If a line includes "mapping", copy it out of the entries.

··· RECORDS SHOWN

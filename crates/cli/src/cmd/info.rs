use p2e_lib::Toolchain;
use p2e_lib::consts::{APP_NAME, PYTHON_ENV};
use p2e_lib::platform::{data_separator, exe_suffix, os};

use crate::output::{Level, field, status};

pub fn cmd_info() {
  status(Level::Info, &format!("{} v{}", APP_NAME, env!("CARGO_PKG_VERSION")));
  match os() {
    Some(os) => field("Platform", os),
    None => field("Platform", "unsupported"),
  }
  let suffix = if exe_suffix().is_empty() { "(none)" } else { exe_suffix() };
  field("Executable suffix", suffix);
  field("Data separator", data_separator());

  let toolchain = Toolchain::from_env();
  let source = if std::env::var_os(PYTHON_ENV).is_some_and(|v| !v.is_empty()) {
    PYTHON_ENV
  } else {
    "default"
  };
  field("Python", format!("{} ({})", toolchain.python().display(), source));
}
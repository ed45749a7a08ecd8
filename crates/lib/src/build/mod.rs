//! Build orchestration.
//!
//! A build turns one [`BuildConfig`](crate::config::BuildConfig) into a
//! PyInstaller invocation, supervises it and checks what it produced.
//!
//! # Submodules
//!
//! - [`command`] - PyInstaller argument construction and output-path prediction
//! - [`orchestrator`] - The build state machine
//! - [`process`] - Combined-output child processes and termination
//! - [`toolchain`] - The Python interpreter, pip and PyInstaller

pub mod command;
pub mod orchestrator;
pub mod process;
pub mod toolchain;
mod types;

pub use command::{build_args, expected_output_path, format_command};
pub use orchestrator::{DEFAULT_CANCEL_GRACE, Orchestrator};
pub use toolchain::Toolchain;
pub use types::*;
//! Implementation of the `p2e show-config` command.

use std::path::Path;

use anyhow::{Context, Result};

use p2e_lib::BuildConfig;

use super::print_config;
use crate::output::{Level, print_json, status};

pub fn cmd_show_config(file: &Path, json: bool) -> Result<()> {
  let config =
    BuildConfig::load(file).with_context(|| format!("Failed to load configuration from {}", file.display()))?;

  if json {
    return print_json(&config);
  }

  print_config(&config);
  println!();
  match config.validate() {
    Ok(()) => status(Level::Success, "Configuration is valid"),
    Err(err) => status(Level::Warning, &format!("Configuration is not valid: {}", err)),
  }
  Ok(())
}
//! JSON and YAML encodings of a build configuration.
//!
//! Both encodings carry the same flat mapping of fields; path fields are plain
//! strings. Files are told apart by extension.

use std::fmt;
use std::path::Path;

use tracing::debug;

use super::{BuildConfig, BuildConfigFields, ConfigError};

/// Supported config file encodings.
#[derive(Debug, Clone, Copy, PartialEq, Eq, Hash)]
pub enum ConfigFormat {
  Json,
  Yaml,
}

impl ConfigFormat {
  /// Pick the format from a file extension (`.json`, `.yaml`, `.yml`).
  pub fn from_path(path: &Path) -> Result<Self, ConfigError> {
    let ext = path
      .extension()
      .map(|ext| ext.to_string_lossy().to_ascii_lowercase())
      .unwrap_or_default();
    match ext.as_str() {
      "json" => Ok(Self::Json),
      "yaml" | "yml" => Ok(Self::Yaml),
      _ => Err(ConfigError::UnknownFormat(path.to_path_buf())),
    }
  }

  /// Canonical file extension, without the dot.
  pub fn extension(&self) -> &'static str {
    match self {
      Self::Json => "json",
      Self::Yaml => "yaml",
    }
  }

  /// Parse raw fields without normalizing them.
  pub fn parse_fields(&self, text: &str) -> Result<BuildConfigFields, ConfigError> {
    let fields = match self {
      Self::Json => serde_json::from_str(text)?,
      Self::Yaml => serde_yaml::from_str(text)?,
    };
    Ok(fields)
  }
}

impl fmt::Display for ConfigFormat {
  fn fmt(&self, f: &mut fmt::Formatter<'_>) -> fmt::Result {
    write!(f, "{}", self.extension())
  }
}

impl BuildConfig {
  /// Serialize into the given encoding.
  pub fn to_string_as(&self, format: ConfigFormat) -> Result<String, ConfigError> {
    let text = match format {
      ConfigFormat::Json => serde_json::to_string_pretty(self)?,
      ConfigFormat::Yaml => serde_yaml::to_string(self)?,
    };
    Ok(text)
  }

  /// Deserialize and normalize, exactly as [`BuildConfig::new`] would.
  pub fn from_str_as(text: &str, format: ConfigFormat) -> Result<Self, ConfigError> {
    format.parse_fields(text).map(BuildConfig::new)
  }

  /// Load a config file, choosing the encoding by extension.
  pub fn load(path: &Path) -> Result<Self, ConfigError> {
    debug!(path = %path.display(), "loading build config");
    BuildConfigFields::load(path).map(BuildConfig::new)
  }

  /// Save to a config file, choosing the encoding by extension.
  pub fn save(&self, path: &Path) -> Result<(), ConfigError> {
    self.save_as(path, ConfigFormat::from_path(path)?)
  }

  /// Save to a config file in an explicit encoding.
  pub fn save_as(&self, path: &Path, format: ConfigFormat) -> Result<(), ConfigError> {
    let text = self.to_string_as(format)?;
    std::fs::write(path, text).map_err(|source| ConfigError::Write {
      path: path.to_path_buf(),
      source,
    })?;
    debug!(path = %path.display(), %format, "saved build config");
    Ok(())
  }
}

······
··· RECORDS SHOWN

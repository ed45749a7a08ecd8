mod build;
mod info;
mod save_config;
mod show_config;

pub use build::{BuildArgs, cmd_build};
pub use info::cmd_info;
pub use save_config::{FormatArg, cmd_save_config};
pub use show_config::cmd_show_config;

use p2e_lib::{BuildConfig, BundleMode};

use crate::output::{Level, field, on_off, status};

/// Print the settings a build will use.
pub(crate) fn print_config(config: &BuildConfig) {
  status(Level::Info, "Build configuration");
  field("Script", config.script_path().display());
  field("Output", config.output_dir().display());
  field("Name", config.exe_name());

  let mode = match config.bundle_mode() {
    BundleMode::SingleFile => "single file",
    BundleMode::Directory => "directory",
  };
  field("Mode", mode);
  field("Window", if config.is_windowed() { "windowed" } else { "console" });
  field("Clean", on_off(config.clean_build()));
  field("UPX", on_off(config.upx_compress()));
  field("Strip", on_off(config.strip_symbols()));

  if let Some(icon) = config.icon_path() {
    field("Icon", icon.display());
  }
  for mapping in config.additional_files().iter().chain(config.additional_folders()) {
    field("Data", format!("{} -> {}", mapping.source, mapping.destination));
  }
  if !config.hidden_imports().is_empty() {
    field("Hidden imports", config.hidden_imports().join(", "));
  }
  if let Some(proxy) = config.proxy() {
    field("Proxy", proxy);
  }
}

······

◆ OUTPUT OF THE EXERCISE
//! Both encodings carry the same flat mapping of fields; path fields are plain
  for mapping in config.additional_files().iter().chain(config.additional_folders()) {
    field("Data", format!("{} -> {}", mapping.source, mapping.destination));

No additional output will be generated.